Preso de novo, Popovic agora tem companhia: Ivan Varomic, seu colega de movimento estudantil, também foi pego ao distribuir folhetos “subversivos” no centro da cidade, atividade extremamente perigosa na cidade de Grbac.
A cena se passa numa imaginária ex-república soviética, e Popovic e Varomic não passam de personagens de um jogo de computador. Feitos de bytes e bits, eles não deixam, no entanto, de ter sua relação com o mundo físico, pois são inspirados em personagens reais de um planeta onde governos opressivos e violações aos direitos humanos não são brincadeira de criança.
Lançado há dois anos, o jogo de estratégia A Force More Powerful (AFMP) nasceu da demanda do Centro Internacional sobre Conflito Não-Violento (ICNC) e da York Zimmermann Inc por uma ferramenta de treinamento em ação não-violenta. Único em sua proposta, o jogo tem despertado o interesse não só de ativistas, mas também de aficcionados por jogos, devido a seu pioneirismo.
No jogo, os personagens encarnam líderes de movimentos civis e se engajam em lutas por direitos humanos, liberdades civis, paz e outros objetivos humanitários, utilizando táticas consagradas da doutrina de não-violência. É o mundo real simulado no virtual.

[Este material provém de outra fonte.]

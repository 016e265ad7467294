// SPDX-License-Identifier: MIT

//! Typed errors for graph construction and execution.

use thiserror::Error;

use super::node::NodeError;
use super::state::State;

/// Fail-fast errors raised by the builder's `add_*` methods.
#[derive(Debug, Error)]
pub enum BuildError {
    #[error("node '{0}' is already defined")]
    DuplicateNode(String),

    #[error("'{0}' is a reserved id")]
    ReservedId(String),

    #[error("edge references unknown node '{0}'")]
    UnknownNode(String),

    #[error("node '{0}' already has a conditional edge")]
    DuplicateConditionalEdge(String),

    #[error("conditional edge on '{0}' has an empty label map")]
    EmptyLabelMap(String),
}

/// A single structural defect found by `build()`.
#[derive(Debug, Error, PartialEq, Eq)]
pub enum Violation {
    #[error("node '{0}' is not reachable from the start marker")]
    Unreachable(String),

    #[error("the start marker has no outgoing edge")]
    NoEntry,
}

/// Structural validation failure. Carries every violation found, not just the
/// first, so one build round-trip surfaces all defects.
#[derive(Debug)]
pub struct GraphValidationError {
    pub violations: Vec<Violation>,
}

impl std::fmt::Display for GraphValidationError {
    fn fmt(&self, f: &mut std::fmt::Formatter<'_>) -> std::fmt::Result {
        writeln!(f, "graph validation failed:")?;
        for violation in &self.violations {
            writeln!(f, "  - {}", violation)?;
        }
        Ok(())
    }
}

impl std::error::Error for GraphValidationError {}

/// Errors aborting a run.
#[derive(Debug, Error)]
pub enum ExecutionError {
    /// A node's own logic failed. The engine never retries; recovery is a
    /// routing concern, not an engine one.
    #[error("node '{node}' failed: {cause}")]
    NodeFailed { node: String, cause: NodeError },

    /// A router produced a label absent from its edge's map. Indicates a
    /// defect in graph assembly or routing logic.
    #[error("routing on '{node}' produced unmapped label '{label}'")]
    UnmappedLabel { node: String, label: String },

    /// The absolute round ceiling was exceeded; routing logic is looping
    /// without bound.
    #[error("execution exceeded the safety ceiling of {limit} rounds")]
    RoundCeiling { limit: u32 },
}

/// An aborted run: the error plus the last merged state, for diagnostics.
#[derive(Debug)]
pub struct RunError {
    pub error: ExecutionError,
    pub state: State,
}

impl RunError {
    pub fn into_state(self) -> State {
        self.state
    }
}

impl std::fmt::Display for RunError {
    fn fmt(&self, f: &mut std::fmt::Formatter<'_>) -> std::fmt::Result {
        self.error.fmt(f)
    }
}

impl std::error::Error for RunError {
    fn source(&self) -> Option<&(dyn std::error::Error + 'static)> {
        Some(&self.error)
    }
}

#[cfg(test)]
mod tests {
    use super::*;

    #[test]
    fn test_validation_error_lists_all_violations() {
        let err = GraphValidationError {
            violations: vec![
                Violation::NoEntry,
                Violation::Unreachable("orphan".to_string()),
            ],
        };
        let text = err.to_string();
        assert!(text.contains("no outgoing edge"));
        assert!(text.contains("'orphan'"));
    }

    #[test]
    fn test_run_error_displays_inner() {
        let err = RunError {
            error: ExecutionError::RoundCeiling { limit: 10 },
            state: State::new(),
        };
        assert!(err.to_string().contains("10 rounds"));
    }
}
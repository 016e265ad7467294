// SPDX-License-Identifier: MIT

//! External command invocation behind a trait, so validator/fixer/release
//! nodes can run real subprocesses in production and mocks in tests.

use async_trait::async_trait;
use std::path::Path;
use std::process::Stdio;
use std::time::Duration;
use thiserror::Error;

/// Captured result of a finished command.
#[derive(Debug, Clone, PartialEq, Eq)]
pub struct CommandOutput {
    pub success: bool,
    pub stdout: String,
    pub stderr: String,
}

impl CommandOutput {
    pub fn ok(stdout: impl Into<String>) -> Self {
        Self {
            success: true,
            stdout: stdout.into(),
            stderr: String::new(),
        }
    }

    pub fn failed(stderr: impl Into<String>) -> Self {
        Self {
            success: false,
            stdout: String::new(),
            stderr: stderr.into(),
        }
    }

    /// The most useful diagnostic text: stderr when present, stdout otherwise.
    pub fn detail(&self) -> &str {
        if self.stderr.trim().is_empty() {
            self.stdout.trim()
        } else {
            self.stderr.trim()
        }
    }
}

#[derive(Debug, Error)]
pub enum CommandError {
    /// The tool is missing or not executable. Validators record this as a
    /// finding instead of failing the node.
    #[error("'{tool}' is not available: {reason}")]
    Unavailable { tool: String, reason: String },

    #[error("'{tool}' timed out after {seconds}s")]
    TimedOut { tool: String, seconds: u64 },

    #[error("failed to run '{tool}': {source}")]
    Io {
        tool: String,
        #[source]
        source: std::io::Error,
    },
}

impl CommandError {
    pub fn is_unavailable(&self) -> bool {
        matches!(self, CommandError::Unavailable { .. })
    }
}

/// Runs external commands. Production uses [`ProcessRunner`]; tests provide
/// scripted implementations.
#[async_trait]
pub trait CommandRunner: Send + Sync {
    async fn run(
        &self,
        program: &str,
        args: &[&str],
        cwd: Option<&Path>,
    ) -> Result<CommandOutput, CommandError>;
}

/// Subprocess-backed runner with a per-command timeout. A wedged tool fails
/// its own command; the engine round is unaffected beyond waiting it out.
pub struct ProcessRunner {
    timeout: Duration,
}

impl ProcessRunner {
    pub fn new(timeout: Duration) -> Self {
        Self { timeout }
    }
}

impl Default for ProcessRunner {
    fn default() -> Self {
        Self::new(Duration::from_secs(300))
    }
}

#[async_trait]
impl CommandRunner for ProcessRunner {
    async fn run(
        &self,
        program: &str,
        args: &[&str],
        cwd: Option<&Path>,
    ) -> Result<CommandOutput, CommandError> {
        let mut command = tokio::process::Command::new(program);
        command
            .args(args)
            .stdin(Stdio::null())
            .stdout(Stdio::piped())
            .stderr(Stdio::piped())
            .kill_on_drop(true);
        if let Some(dir) = cwd {
            command.current_dir(dir);
        }

        log::debug!("running {} {:?} (cwd: {:?})", program, args, cwd);

        let output = match tokio::time::timeout(self.timeout, command.output()).await {
            Err(_) => {
                return Err(CommandError::TimedOut {
                    tool: program.to_string(),
                    seconds: self.timeout.as_secs(),
                })
            }
            Ok(Err(e))
                if e.kind() == std::io::ErrorKind::NotFound
                    || e.kind() == std::io::ErrorKind::PermissionDenied =>
            {
                return Err(CommandError::Unavailable {
                    tool: program.to_string(),
                    reason: e.to_string(),
                })
            }
            Ok(Err(e)) => {
                return Err(CommandError::Io {
                    tool: program.to_string(),
                    source: e,
                })
            }
            Ok(Ok(output)) => output,
        };

        Ok(CommandOutput {
            success: output.status.success(),
            stdout: String::from_utf8_lossy(&output.stdout).into_owned(),
            stderr: String::from_utf8_lossy(&output.stderr).into_owned(),
        })
    }
}
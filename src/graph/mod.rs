// SPDX-License-Identifier: MIT

//! The workflow graph engine.
//!
//! Nodes transform state; static and conditional edges connect them; the
//! executor runs rounds of concurrent nodes and merges their updates through
//! per-field reducers.

pub mod builder;
pub mod error;
pub mod executor;
pub mod node;
pub mod state;
pub mod types;

pub use builder::GraphBuilder;
pub use error::{BuildError, ExecutionError, GraphValidationError, RunError, Violation};
pub use executor::{Executor, DEFAULT_MAX_ROUNDS};
pub use node::{FnNode, Node, NodeError};
pub use state::{Reducer, ReducerRegistry, State, StateUpdate};
pub use types::{ConditionalEdge, Edge, Graph, Router, END, START};
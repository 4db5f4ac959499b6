//! Command-line front end.
//!
//! Reads an events file, lays it out over a date range and prints the result
//! either as a text listing or as JSON.

use std::fs;
use std::path::{Path, PathBuf};

use anyhow::{Context, Result};
use chrono::NaiveDate;
use clap::{Parser, ValueEnum};
use serde::{Deserialize, Serialize};

use crate::models::event::Event;
use crate::models::layout::Segment;
use crate::models::range::ViewRange;
use crate::models::resource::{Resource, ResourceSet};
use crate::models::settings::LayoutConfig;
use crate::services::engine::{LayoutEngine, LayoutPass};
use crate::services::header::HeaderColumn;
use crate::services::render::TextRenderer;

#[derive(Clone, Copy, Debug, Default, PartialEq, Eq, ValueEnum)]
pub enum OutputFormat {
    #[default]
    Text,
    Json,
}

/// Command-line arguments for the calendar layout tool
#[derive(Parser, Debug)]
#[command(author, version, about, long_about = None)]
pub struct Args {
    /// Path to the events file (JSON)
    #[arg(short, long)]
    pub events: PathBuf,

    /// Path to configuration file (TOML)
    #[arg(short, long)]
    pub config: Option<PathBuf>,

    /// First day of the view
    #[arg(long)]
    pub from: NaiveDate,

    /// Number of consecutive days shown
    #[arg(long, default_value_t = 1)]
    pub days: usize,

    #[arg(long, value_enum, default_value_t = OutputFormat::Text)]
    pub format: OutputFormat,

    /// Log level (off, error, warn, info, debug, trace)
    #[arg(long, default_value = "warn")]
    pub log_level: String,
}

/// Contents of an events file.
#[derive(Debug, Clone, Default, Deserialize)]
pub struct EventsFile {
    #[serde(default)]
    pub resources: Vec<Resource>,
    pub events: Vec<Event>,
}

impl EventsFile {
    pub fn load(path: &Path) -> Result<Self> {
        let source = fs::read_to_string(path)
            .with_context(|| format!("Failed to read events file {}", path.display()))?;
        serde_json::from_str(&source)
            .with_context(|| format!("Failed to parse events file {}", path.display()))
    }
}

#[derive(Serialize)]
struct JsonPass<'a> {
    columns: &'a [HeaderColumn],
    segments: &'a [Segment],
    issues: Vec<String>,
}

impl<'a> From<&'a LayoutPass> for JsonPass<'a> {
    fn from(pass: &'a LayoutPass) -> Self {
        Self {
            columns: &pass.columns,
            segments: &pass.segments,
            issues: pass.issues.iter().map(ToString::to_string).collect(),
        }
    }
}

/// Run one layout pass and return the formatted output.
pub fn run(args: &Args) -> Result<String> {
    let config = match &args.config {
        Some(path) => LayoutConfig::load(path)?,
        None => LayoutConfig::by_day(),
    };
    let file = EventsFile::load(&args.events)?;
    log::info!(
        "Laying out {} events over {} day(s) from {}",
        file.events.len(),
        args.days,
        args.from
    );

    let range = ViewRange::consecutive(args.from, args.days).context("Invalid date range")?;
    let engine = LayoutEngine::new(config, ResourceSet::new(file.resources))
        .context("Invalid layout configuration")?;
    let pass = engine.layout(&file.events, &range);

    for issue in &pass.issues {
        log::warn!("{}", issue);
    }

    match args.format {
        OutputFormat::Text => {
            let mut renderer = TextRenderer::new();
            pass.render_into(&mut renderer);
            Ok(renderer.finish())
        }
        OutputFormat::Json => serde_json::to_string_pretty(&JsonPass::from(&pass))
            .context("Failed to serialize layout"),
    }
}
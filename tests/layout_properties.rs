// Property-based tests for the layout engine
// Random event sets on a single day, checked against invariants of the lane solver

mod fixtures;

use chrono::Duration;
use proptest::prelude::*;
use rust_calendar_layout::models::settings::DEFAULT_MIN_SLOT_MINUTES;
use rust_calendar_layout::{
    Event, LayoutConfig, LayoutEngine, ResourceSet, Segment, TimeInterval, ViewRange,
};

use fixtures::dates::{april, at};

fn engine(config: LayoutConfig) -> LayoutEngine {
    LayoutEngine::new(config, ResourceSet::default()).unwrap()
}

fn min_slot() -> Duration {
    Duration::minutes(DEFAULT_MIN_SLOT_MINUTES as i64)
}

fn visual(segment: &Segment) -> TimeInterval {
    segment.interval.with_min_duration(min_slot())
}

/// Events on April 4th from `(start minute, length in minutes)` pairs
fn day_events(specs: &[(u32, i64)]) -> Vec<Event> {
    specs
        .iter()
        .enumerate()
        .map(|(index, (minute, length))| {
            let start = at(4, minute / 60, minute % 60);
            let end = (start + Duration::minutes(*length)).min(at(5, 0, 0));
            Event::new(index as i64, format!("event {}", index), start, end).unwrap()
        })
        .collect()
}

/// Maximal sets of transitively overlapping visual intervals
fn clusters(intervals: &[TimeInterval]) -> Vec<Vec<usize>> {
    let mut order: Vec<usize> = (0..intervals.len()).collect();
    order.sort_by_key(|i| intervals[*i].start);

    let mut clusters: Vec<Vec<usize>> = Vec::new();
    let mut cluster_end = None;
    for i in order {
        match cluster_end {
            Some(end) if intervals[i].start < end => {
                clusters.last_mut().unwrap().push(i);
                cluster_end = Some(intervals[i].end.max(end));
            }
            _ => {
                clusters.push(vec![i]);
                cluster_end = Some(intervals[i].end);
            }
        }
    }
    clusters
}

/// Largest number of intervals active at one instant
fn max_concurrency(intervals: &[TimeInterval]) -> usize {
    intervals
        .iter()
        .map(|probe| intervals.iter().filter(|other| other.contains(probe.start)).count())
        .max()
        .unwrap_or(0)
}

fn event_specs() -> impl Strategy<Value = Vec<(u32, i64)>> {
    prop::collection::vec((0u32..1440, 0i64..240), 1..12)
}

proptest! {
    /// Property: overlapping events in the same column never share a lane
    #[test]
    fn prop_overlapping_events_use_distinct_lanes(specs in event_specs()) {
        let events = day_events(&specs);
        let pass = engine(LayoutConfig::by_day()).layout(&events, &ViewRange::consecutive(april(4), 1).unwrap());
        let segments: Vec<&Segment> = pass.timed_segments().collect();
        prop_assert_eq!(segments.len(), events.len());

        for (i, a) in segments.iter().enumerate() {
            for b in &segments[i + 1..] {
                if visual(a).overlaps(&visual(b)) {
                    prop_assert_ne!(a.lane, b.lane);
                }
            }
            prop_assert!(a.lane < a.total_lanes);
        }
    }

    /// Property: a cluster is exactly as wide as its busiest instant
    #[test]
    fn prop_total_lanes_is_max_concurrency(specs in event_specs()) {
        let events = day_events(&specs);
        let pass = engine(LayoutConfig::by_day()).layout(&events, &ViewRange::consecutive(april(4), 1).unwrap());
        let segments: Vec<&Segment> = pass.timed_segments().collect();
        let intervals: Vec<TimeInterval> = segments.iter().map(|s| visual(s)).collect();

        for cluster in clusters(&intervals) {
            let members: Vec<TimeInterval> = cluster.iter().map(|i| intervals[*i]).collect();
            let expected = max_concurrency(&members);
            for i in &cluster {
                prop_assert_eq!(segments[*i].total_lanes, expected);
            }
        }
    }

    /// Property: laying out the same input twice gives the same pass
    #[test]
    fn prop_layout_is_idempotent(specs in event_specs()) {
        let events = day_events(&specs);
        let range = ViewRange::consecutive(april(3), 3).unwrap();
        let engine = engine(LayoutConfig::by_day());
        prop_assert_eq!(engine.layout(&events, &range), engine.layout(&events, &range));
    }

    /// Property: per-day pieces of a multi-day event add up to the whole event
    #[test]
    fn prop_clipped_pieces_cover_event(
        start_minute in 0u32..1440,
        length in 1i64..(4 * 24 * 60),
    ) {
        let mut config = LayoutConfig::by_day();
        config.show_multi_day_times = true;
        let start = at(3, start_minute / 60, start_minute % 60);
        let event = Event::new(1, "Trip", start, start + Duration::minutes(length)).unwrap();
        let range = ViewRange::consecutive(april(3), 6).unwrap();

        let pass = engine(config).layout(std::slice::from_ref(&event), &range);
        let pieces: Vec<&Segment> = pass.segments_for(1).collect();

        let total = pieces
            .iter()
            .fold(Duration::zero(), |sum, piece| sum + piece.interval.duration());
        prop_assert_eq!(total, event.duration());
        prop_assert_eq!(pieces.first().unwrap().interval.start, event.start);
        prop_assert_eq!(pieces.last().unwrap().interval.end, event.end);
        prop_assert!(!pieces.first().unwrap().continues_before);
        prop_assert!(!pieces.last().unwrap().continues_after);
    }

    /// Property: zero-length events still get a drawable, in-day box
    #[test]
    fn prop_zero_length_events_are_visible(minute in 0u32..1440) {
        let events = day_events(&[(minute, 0)]);
        let pass = engine(LayoutConfig::by_day()).layout(&events, &ViewRange::consecutive(april(4), 1).unwrap());
        let segment = pass.segment(0).unwrap();

        prop_assert!(segment.time_span > 0.0);
        prop_assert!(segment.time_offset >= 0.0);
        prop_assert!(segment.time_offset + segment.time_span <= 1.0 + 1e-6);
    }
}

Ivan Varomic é um exemplo claro dessa simulação: seu nome é um anagrama de Ivan Marovic, um dos fundadores do movimento estudantil sérvio Otpor! (Resistência!), que no início da década ficou conhecido pela oposição não-violenta ao regime de Slobodan Milosevic. Marovic, além de ativista, é também o desenvolvedor do jogo.
“Me juntei à equipe quando o trabalho já havia começado, trazendo comigo uma experiência do mundo real”, conta Marovic, que se define como um nerd de computador, aficcionado por jogos. “Espera-se que o jogo ensine o jogador a conduzir um movimento, então acho que fizemos a mistura perfeita”, diz ele, referindo-se ao propósito educativo da iniciativa.
Ferramenta de treinamento
O próprio site do jogo faz a indagação: “Pode um jogo de computador ajudar as pessoas a aprender a derrotar ditadores, invasores militares e governantes corruptos, não com raios laser e fuzis de assalto, mas com estratégia e armas não-violentas?”.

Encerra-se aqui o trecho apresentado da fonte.